Due to the lack of commercially available NRP2 isoform-specific antibodies, we did not perform any immunohistochemical analyses in this study. Nonetheless, staining for the other investigated proteins in a subsequent study will provide additional information. On the one hand, protein/marker localization and potential differential expression could be studied in more detail. The human protein atlas (HPA) provides some information on the protein expression of NRP2 in bladder cancer tissue. According to the data in the HPA, a subgroup of cancer tissues shows no expression of NRP2 protein while most of the urothelial cancer tissues express high levels of NRP2. NRP1 can also be detected in high amounts in urothelial cancer cells. In general, due to stromal and immune cell infiltration, tumor samples contain a mixture of cells with potentially distinct expression levels of specific genes. Determining tumor purity can provide important additional information.
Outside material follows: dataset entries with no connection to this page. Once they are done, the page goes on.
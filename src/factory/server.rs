use std::sync::Arc;

use anyhow::{Context, Result};
use axum::{Router, routing::get};
use tokio::sync::broadcast;
use tokio_util::sync::CancellationToken;
use tower_http::cors::CorsLayer;
use tower_http::trace::TraceLayer;

use super::agent::DevinClient;
use super::api::{self, AppState, SharedState};
use super::code_jobs::CodeJobCoordinator;
use super::db::{DbHandle, FactoryDb};
use super::gateway::LlmGateway;
use super::git::{GitRepo, RepoDriver};
use super::spec_jobs::SpecJobCoordinator;
use super::state::StateTracker;
use super::ws;
use crate::config::AppConfig;

/// Build the full application router: REST API, WebSocket, request tracing.
pub fn build_router(state: SharedState, dev_mode: bool) -> Router {
    let mut app = api::api_router()
        .route("/ws", get(ws::ws_handler))
        .with_state(state)
        .layer(TraceLayer::new_for_http());

    if dev_mode {
        app = app.layer(CorsLayer::permissive());
    }
    app
}

/// Start the factory server and run until Ctrl-C.
pub async fn start_server(config: AppConfig) -> Result<()> {
    let db = FactoryDb::new(&config.db_path).context("Failed to initialize factory database")?;
    let db = DbHandle::new(db);
    let (ws_tx, _rx) = broadcast::channel::<String>(256);
    let cancel = CancellationToken::new();

    let gateway = Arc::new(LlmGateway::new(&config.gateway)?);
    let repo: Arc<dyn RepoDriver> = Arc::new(GitRepo::new(config.git.clone()));
    let agent = Arc::new(DevinClient::new(config.agent.clone(), &config.git.repo_url)?);

    if repo.is_configured() {
        if let Err(e) = repo.initialize_repo().await {
            tracing::warn!(error = %e, "Git repository initialization failed; will retry per job");
        }
    } else {
        tracing::info!("Git integration not configured; code jobs will fail at repository setup");
    }

    let tracker = StateTracker::new(db.clone(), ws_tx.clone());
    let (code_jobs, queue_rx) = CodeJobCoordinator::new(
        db.clone(),
        tracker.clone(),
        repo.clone(),
        agent.clone(),
        ws_tx.clone(),
        config.worker.clone(),
        cancel.clone(),
    );
    code_jobs
        .recover()
        .await
        .context("Failed to recover code jobs from a previous run")?;
    let dispatcher = code_jobs.spawn_workers(queue_rx);
    let reaper = code_jobs.spawn_reaper();

    let spec_jobs = SpecJobCoordinator::new(
        db.clone(),
        gateway.clone(),
        gateway.clone(),
        code_jobs.clone(),
        ws_tx.clone(),
        &config.gateway,
    );

    let workers = code_jobs.clone();
    let state = Arc::new(AppState {
        db,
        ws_tx,
        tracker,
        spec_jobs,
        code_jobs,
        index: gateway,
        repo,
        agent,
    });
    let app = build_router(state, config.dev_mode);

    let host = if config.dev_mode { "0.0.0.0" } else { "127.0.0.1" };
    let addr = format!("{}:{}", host, config.port);
    let listener = tokio::net::TcpListener::bind(&addr)
        .await
        .with_context(|| format!("Failed to bind to {}", addr))?;

    let local_addr = listener.local_addr()?;
    tracing::info!(%local_addr, "Gamesmith listening");

    axum::serve(listener, app)
        .with_graceful_shutdown(shutdown_signal(cancel))
        .await
        .context("Server error")?;

    if let Err(e) = dispatcher.await {
        tracing::error!(error = %e, "Code job dispatcher panicked");
    }
    reaper.abort();
    workers
        .shutdown()
        .await
        .context("Failed to stop code job workers")?;
    tracing::info!("Server shut down gracefully");
    Ok(())
}

async fn shutdown_signal(cancel: CancellationToken) {
    if let Err(e) = tokio::signal::ctrl_c().await {
        tracing::error!(error = %e, "Failed to install Ctrl-C handler");
        std::future::pending::<()>().await;
    }
    tracing::info!("Shutting down...");
    cancel.cancel();
}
Hence, pathologists routinely determine tumor purity based on hematoxylin and eosin stained slides and combine this information with immunohistochemical stainings. According to the HPA, most of the staining was localized in the tumor cells. In addition, tumor purity can be investigated using ABSOLUTE or ESTIMATE methods based on genomic or transcriptomic information [
47,
48]. Indeed, in the TCGA cohort of muscle-invasive tumors, the tumor purity (based on ABSOLUTE) significantly decreased while the stromal score and ESTIMATE score significantly increased in the more aggressive disease, i.e., T stage (see
Table S7). On the other hand, a direct comparison between protein levels and mRNA expression will provide an important insight as to whether protein and mRNA levels of the investigated marker are indeed correlated. While this comparison was beyond the scope of our current project, future research would greatly benefit from the combination of immunohistochemical and RNA-Seq/qRT-PCR data. According to our preliminary results in cell culture systems we observed a transcriptional and translational regulation of NRP2. According to Gemmil et al., NRP2b protein is more stable than NRP2a [
37]. Hence, we expected a difference between NRP2 messenger and protein levels. Technical advances and the increasing availability of microdissection, digital spatial profiling or single cell RNA sequencing have made these options more feasible and should be employed in the future.